Dataset entries

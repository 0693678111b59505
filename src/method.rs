//! Conversion method selection.
//!
//! A method is a caller-chosen label (`"pdfium"`, `"docling-serve"`,
//! `"pymupdf"`, …) plus the backend it resolves to. The label is part of the
//! archive entry name, so two runs with different labels never share cache
//! entries even when they resolve to the same backend. Unknown labels fall
//! back to the default backend for the output format.

use crate::naming;
use serde::{Deserialize, Serialize};
use std::fmt;
use std::str::FromStr;

/// Label used when the caller does not name a method.
pub const DEFAULT_METHOD_ID: &str = "pdfium";

/// What kind of artifact a conversion produces.
#[derive(Debug, Clone, Copy, PartialEq, Eq, Default, Serialize, Deserialize)]
pub enum OutputFormat {
    /// Markdown with headings and page rules. (default)
    #[default]
    Markdown,
    /// Plain page text.
    Text,
}

impl OutputFormat {
    /// File extension for archive entries, without the dot.
    pub fn extension(self) -> &'static str {
        match self {
            OutputFormat::Markdown => "md",
            OutputFormat::Text => "txt",
        }
    }

    /// Infix used in the default output column name (`<url>_md_<method>`).
    pub fn column_tag(self) -> &'static str {
        self.extension()
    }
}

impl FromStr for OutputFormat {
    type Err = String;

    fn from_str(s: &str) -> Result<Self, Self::Err> {
        match s.trim().to_ascii_lowercase().as_str() {
            "md" | "markdown" => Ok(OutputFormat::Markdown),
            "txt" | "text" => Ok(OutputFormat::Text),
            other => Err(format!("unknown output format '{other}' (expected md or txt)")),
        }
    }
}

impl fmt::Display for OutputFormat {
    fn fmt(&self, f: &mut fmt::Formatter<'_>) -> fmt::Result {
        f.write_str(self.extension())
    }
}

/// The extraction strategy a method resolves to.
#[derive(Debug, Clone, Copy, PartialEq, Eq, Serialize, Deserialize)]
pub enum Backend {
    /// pdfium text layer, headings inferred from font size and weight.
    Heuristic,
    /// pdfium text layer, page text joined by newlines.
    PlainText,
    /// Remote docling-serve OCR API.
    DoclingServe,
}

impl Backend {
    /// Backend used for labels the strategy table does not know.
    pub fn default_for(format: OutputFormat) -> Self {
        match format {
            OutputFormat::Markdown => Backend::Heuristic,
            OutputFormat::Text => Backend::PlainText,
        }
    }

    /// Look a label up in the strategy table.
    fn lookup(id: &str, format: OutputFormat) -> Self {
        match id.to_ascii_lowercase().as_str() {
            "docling-serve" | "docling_serve" => Backend::DoclingServe,
            "text" | "plain" | "pdfium-text" => Backend::PlainText,
            "heuristic" | "pdfium-md" if format == OutputFormat::Markdown => Backend::Heuristic,
            _ => Backend::default_for(format),
        }
    }

    /// True for backends that need network credentials.
    pub fn is_remote(self) -> bool {
        matches!(self, Backend::DoclingServe)
    }
}

/// A resolved conversion method: label, backend and output format.
#[derive(Debug, Clone, PartialEq, Eq, Serialize, Deserialize)]
pub struct Method {
    id: String,
    backend: Backend,
    format: OutputFormat,
}

impl Method {
    /// Resolve a caller-supplied label for the given output format.
    ///
    /// Never fails: unrecognised labels keep their name but use the default
    /// backend for `format`. A label with nothing usable in an entry name
    /// (empty, or only punctuation) becomes the default label.
    pub fn resolve(id: &str, format: OutputFormat) -> Self {
        let id = id.trim();
        let id = if naming::sanitize_key(id).is_empty() {
            DEFAULT_METHOD_ID
        } else {
            id
        };
        Self {
            id: id.to_string(),
            backend: Backend::lookup(id, format),
            format,
        }
    }

    pub fn id(&self) -> &str {
        &self.id
    }

    pub fn backend(&self) -> Backend {
        self.backend
    }

    pub fn format(&self) -> OutputFormat {
        self.format
    }

    /// Archive entry name for a naming key, or `None` if the key is unusable.
    pub fn target_name(&self, key: &str) -> Option<String> {
        naming::entry_name(key, &self.id, self.format.extension())
    }

    /// Default output column for a URL column: `<url_column>_<md|txt>_<id>`.
    pub fn default_output_column(&self, url_column: &str) -> String {
        format!("{}_{}_{}", url_column, self.format.column_tag(), self.id)
    }
}

impl Default for Method {
    fn default() -> Self {
        Self::resolve(DEFAULT_METHOD_ID, OutputFormat::Markdown)
    }
}

impl fmt::Display for Method {
    fn fmt(&self, f: &mut fmt::Formatter<'_>) -> fmt::Result {
        write!(f, "{} ({:?}, {})", self.id, self.backend, self.format)
    }
}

Task to complete =>
Copy all the entries verbatim.

Output =>
repository 0693678111b59505
filename src/method.rs
//! Conversion method selection.
//!
//! A method is a caller-chosen label (`"pdfium"`, `"docling-serve"`,
//! `"pymupdf"`, …) plus the backend it resolves to. The label is part of the
//! archive entry name, so two runs with different labels never share cache
//! entries even when they resolve to the same backend. Unknown labels fall
//! back to the default backend for the output format.

use crate::naming;
use serde::{Deserialize, Serialize};
use std::fmt;
use std::str::FromStr;

/// Label used when the caller does not name a method.
pub const DEFAULT_METHOD_ID: &str = "pdfium";

/// What kind of artifact a conversion produces.
#[derive(Debug, Clone, Copy, PartialEq, Eq, Default, Serialize, Deserialize)]
pub enum OutputFormat {
    /// Markdown with headings and page rules. (default)
    #[default]
    Markdown,
    /// Plain page text.
    Text,
}

impl OutputFormat {
    /// File extension for archive entries, without the dot.
    pub fn extension(self) -> &'static str {
        match self {
            OutputFormat::Markdown => "md",
            OutputFormat::Text => "txt",
        }
    }

    /// Infix used in the default output column name (`<url>_md_<method>`).
    pub fn column_tag(self) -> &'static str {
        self.extension()
    }
}

impl FromStr for OutputFormat {
    type Err = String;

    fn from_str(s: &str) -> Result<Self, Self::Err> {
        match s.trim().to_ascii_lowercase().as_str() {
            "md" | "markdown" => Ok(OutputFormat::Markdown),
            "txt" | "text" => Ok(OutputFormat::Text),
            other => Err(format!("unknown output format '{other}' (expected md or txt)")),
        }
    }
}

impl fmt::Display for OutputFormat {
    fn fmt(&self, f: &mut fmt::Formatter<'_>) -> fmt::Result {
        f.write_str(self.extension())
    }
}

/// The extraction strategy a method resolves to.
#[derive(Debug, Clone, Copy, PartialEq, Eq, Serialize, Deserialize)]
pub enum Backend {
    /// pdfium text layer, headings inferred from font size and weight.
    Heuristic,
    /// pdfium text layer, page text joined by newlines.
    PlainText,
    /// Remote docling-serve OCR API.
    DoclingServe,
}

impl Backend {
    /// Backend used for labels the strategy table does not know.
    pub fn default_for(format: OutputFormat) -> Self {
        match format {
            OutputFormat::Markdown => Backend::Heuristic,
            OutputFormat::Text => Backend::PlainText,
        }
    }

    /// Look a label up in the strategy table.
    fn lookup(id: &str, format: OutputFormat) -> Self {
        match id.to_ascii_lowercase().as_str() {
            "docling-serve" | "docling_serve" => Backend::DoclingServe,
            "text" | "plain" | "pdfium-text" => Backend::PlainText,
            "heuristic" | "pdfium-md" if format == OutputFormat::Markdown => Backend::Heuristic,
            _ => Backend::default_for(format),
        }
    }

    /// True for backends that need network credentials.
    pub fn is_remote(self) -> bool {
        matches!(self, Backend::DoclingServe)
    }
}

/// A resolved conversion method: label, backend and output format.
#[derive(Debug, Clone, PartialEq, Eq, Serialize, Deserialize)]
pub struct Method {
    id: String,
    backend: Backend,
    format: OutputFormat,
}

impl Method {
    /// Resolve a caller-supplied label for the given output format.
    ///
    /// Never fails: unrecognised labels keep their name but use the default
    /// backend for `format`. A label with nothing usable in an entry name
    /// (empty, or only punctuation) becomes the default label.
    pub fn resolve(id: &str, format: OutputFormat) -> Self {
        let id = id.trim();
        let id = if naming::sanitize_key(id).is_empty() {
            DEFAULT_METHOD_ID
        } else {
            id
        };
        Self {
            id: id.to_string(),
            backend: Backend::lookup(id, format),
            format,
        }
    }

    pub fn id(&self) -> &str {
        &self.id
    }

    pub fn backend(&self) -> Backend {
        self.backend
    }

    pub fn format(&self) -> OutputFormat {
        self.format
    }

    /// Archive entry name for a naming key, or `None` if the key is unusable.
    pub fn target_name(&self, key: &str) -> Option<String> {
        naming::entry_name(key, &self.id, self.format.extension())
    }

    /// Default output column for a URL column: `<url_column>_<md|txt>_<id>`.
    pub fn default_output_column(&self, url_column: &str) -> String {
        format!("{}_{}_{}", url_column, self.format.column_tag(), self.id)
    }
}

impl Default for Method {
    fn default() -> Self {
        Self::resolve(DEFAULT_METHOD_ID, OutputFormat::Markdown)
    }
}

impl fmt::Display for Method {
    fn fmt(&self, f: &mut fmt::Formatter<'_>) -> fmt::Result {
        write!(f, "{} ({:?}, {})", self.id, self.backend, self.format)
    }
}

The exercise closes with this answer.